The wizard will automatically detect credentials in your credentials file (~/.aws/credentials). It will specifically search for a profile named AmazonCloudWatchAgent, but you can choose which credentials to use.

After completing the wizard, the configuration file can be found at /opt/aws/amazon-cloudwatch-agent/etc/config.json on Amazon Linux. If you've created in manually, it may have another name.

Starting the Agent

To start the CloudWatch agent on an Amazon EC2 instance using the command line, use the following command:

sudo /opt/aws/amazon-cloudwatch-agent/bin/amazon-cloudwatch-agent-ctl \
    -a fetch-config -m ec2 -s \
    -c /opt/aws/amazon-cloudwatch-agent/etc/config.json

You can replace the configuration file path with the actual file name you used for your configuration parameter.

Collecting Metrics

By default, the CloudWatch agent collects a lot of metrics you can use out of the box. This includes, but is not limited to:

MetricDescriptionUnit
cpu_time_activeTime the CPU is active in any capacity, measured in hundredths of a second.None
cpu_time_guestTime the CPU is running a virtual CPU for a guest OS, measured in hundredths of a second.None
cpu_time_idleTime the CPU is idle, measured in hundredths of a second.None
cpu_time_iowaitTime the CPU is waiting for I/O operations to complete, measured in hundredths of a second.None
cpu_time_systemTime the CPU is in system mode, measured in hundredths of a second.None
cpu_usage_activePercentage of time that the CPU is active in any capacity.Percent
cpu_usage_idlePercentage of time that the CPU is idle.Percent
cpu_usage_systemPercentage of time that the CPU is in system mode.Percent
disk_freeFree space on the disks.Bytes
disk_usedUsed space on the disks.Bytes

These metrics are crucial for monitoring the performance of a system. They provide insights into the CPU's activity, its idle time, the system mode, and the disk usage.

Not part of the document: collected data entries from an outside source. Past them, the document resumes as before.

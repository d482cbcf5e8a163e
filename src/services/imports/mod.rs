//! 学生 CSV 导入
//!
//! 解析 -> 校验 -> 按 NISN 对账 -> 后台顺序执行写入。

pub mod execute;
pub mod jobs;
pub mod parse;
pub mod reconcile;
pub mod template;
pub mod upload;
pub mod validate;

use actix_multipart::Multipart;
use actix_web::{HttpRequest, HttpResponse, Result as ActixResult};
use std::sync::Arc;
use tracing::{info, warn};
use uuid::Uuid;

use crate::config::AppConfig;
use crate::models::imports::{
    ImportPreviewResponse, InvalidRow, ReconciledRows, StartImportResponse, ValidRow,
};
use crate::models::{ApiResponse, ErrorCode};
use crate::storage::Storage;

use self::jobs::ImportJobs;

pub struct ImportService {
    storage: Option<Arc<dyn Storage>>,
    jobs: Arc<ImportJobs>,
}

/// 已解析并对账的上传文件
struct PreparedImport {
    valid: Vec<ValidRow>,
    invalid: Vec<InvalidRow>,
    duplicate_nisns: Vec<String>,
    reconciled: ReconciledRows,
}

impl ImportService {
    pub fn new_lazy() -> Self {
        Self {
            storage: None,
            jobs: Arc::new(ImportJobs::new()),
        }
    }

    pub(crate) fn get_storage(&self, request: &HttpRequest) -> Arc<dyn Storage> {
        match &self.storage {
            Some(storage) => storage.clone(),
            None => super::storage_from_request(request),
        }
    }

    /// 读取上传、解析、校验并对账；失败时直接给出响应
    async fn prepare(
        &self,
        teacher_id: i64,
        payload: &mut Multipart,
        request: &HttpRequest,
    ) -> Result<PreparedImport, HttpResponse> {
        let config = &AppConfig::get().import;

        let data = upload::read_file_field(payload, config.max_file_size)
            .await
            .map_err(|e| {
                HttpResponse::BadRequest().json(ApiResponse::error_empty(e.error_code(), e.message()))
            })?;

        let rows = parse::parse_rows(&data);
        if rows.len() > config.max_rows {
            return Err(HttpResponse::BadRequest().json(ApiResponse::error_empty(
                ErrorCode::ImportTooManyRows,
                format!("A single import supports at most {} rows", config.max_rows),
            )));
        }

        let (valid, invalid) = validate::validate_rows(&rows);

        let nisns = reconcile::collect_nisns(&valid);
        let existing = if nisns.is_empty() {
            Default::default()
        } else {
            self.get_storage(request)
                .find_student_ids_by_nisn(teacher_id, &nisns)
                .await
                .map_err(|e| super::error_response(&e, ErrorCode::InternalServerError))?
        };
        let duplicate_nisns = reconcile::duplicate_nisns(&valid);
        if !duplicate_nisns.is_empty() {
            warn!(
                "Import file for teacher {} repeats NISN(s): {}",
                teacher_id,
                duplicate_nisns.join(", ")
            );
        }
        let reconciled = reconcile::reconcile(valid.clone(), &existing);

        Ok(PreparedImport {
            valid,
            invalid,
            duplicate_nisns,
            reconciled,
        })
    }

    // 预览：不写入
    pub async fn preview(
        &self,
        mut payload: Multipart,
        request: &HttpRequest,
    ) -> ActixResult<HttpResponse> {
        let teacher_id = match super::current_teacher_id(request) {
            Ok(id) => id,
            Err(response) => return Ok(response),
        };

        let prepared = match self.prepare(teacher_id, &mut payload, request).await {
            Ok(prepared) => prepared,
            Err(response) => return Ok(response),
        };

        let plan = prepared.reconciled.plan();
        Ok(HttpResponse::Ok().json(ApiResponse::success(
            ImportPreviewResponse {
                valid: prepared.valid,
                invalid: prepared.invalid,
                plan,
                duplicate_nisns: prepared.duplicate_nisns,
            },
            "Import preview ready",
        )))
    }

    // 启动后台导入
    pub async fn start(
        &self,
        mut payload: Multipart,
        request: &HttpRequest,
    ) -> ActixResult<HttpResponse> {
        let teacher_id = match super::current_teacher_id(request) {
            Ok(id) => id,
            Err(response) => return Ok(response),
        };

        let prepared = match self.prepare(teacher_id, &mut payload, request).await {
            Ok(prepared) => prepared,
            Err(response) => return Ok(response),
        };

        let plan = prepared.reconciled.plan();
        let job_id = self.jobs.start(teacher_id, plan);
        info!(
            "Teacher {} started import {}: {} inserts, {} updates, {} invalid rows",
            teacher_id,
            job_id,
            plan.insert,
            plan.update,
            prepared.invalid.len()
        );

        let storage = self.get_storage(request);
        let jobs = self.jobs.clone();
        let batch_size = AppConfig::get().import.batch_size;
        let reconciled = prepared.reconciled;
        tokio::spawn(async move {
            let tally = execute::execute_import(
                storage.as_ref(),
                teacher_id,
                reconciled,
                batch_size,
                |tally| jobs.record(job_id, tally),
            )
            .await;
            jobs.finish(job_id, tally);
            info!(
                "Import {} done: {} inserted, {} updated, {} failed",
                job_id, tally.inserted, tally.updated, tally.failed
            );
        });

        Ok(HttpResponse::Accepted().json(ApiResponse::success(
            StartImportResponse {
                job_id: job_id.to_string(),
                plan,
                invalid: prepared.invalid,
                duplicate_nisns: prepared.duplicate_nisns,
            },
            "Import started",
        )))
    }

    // 查询导入进度
    pub async fn progress(&self, job_id: Uuid, request: &HttpRequest) -> ActixResult<HttpResponse> {
        let teacher_id = match super::current_teacher_id(request) {
            Ok(id) => id,
            Err(response) => return Ok(response),
        };

        match self.jobs.snapshot(job_id, teacher_id) {
            Some(progress) => Ok(HttpResponse::Ok().json(ApiResponse::success(
                progress,
                "Import progress retrieved",
            ))),
            None => Ok(HttpResponse::NotFound().json(ApiResponse::error_empty(
                ErrorCode::ImportJobNotFound,
                "Import job not found",
            ))),
        }
    }

    // 下载模板
    pub async fn template(&self) -> ActixResult<HttpResponse> {
        template::download_template().await
    }
}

All of these metrics are visually displayed in the CloudWatch metrics section. You can also create your own Amazon CloudWatch dashboard and add custom visualizations based on your most important metrics.

We are not confined to predefined metrics; we can also develop custom metrics, designed specifically for any particular use case.

Setting up Log Collection

In your CloudWatch agent configuration file, you can specify which logs should be forwarded to CloudWatch.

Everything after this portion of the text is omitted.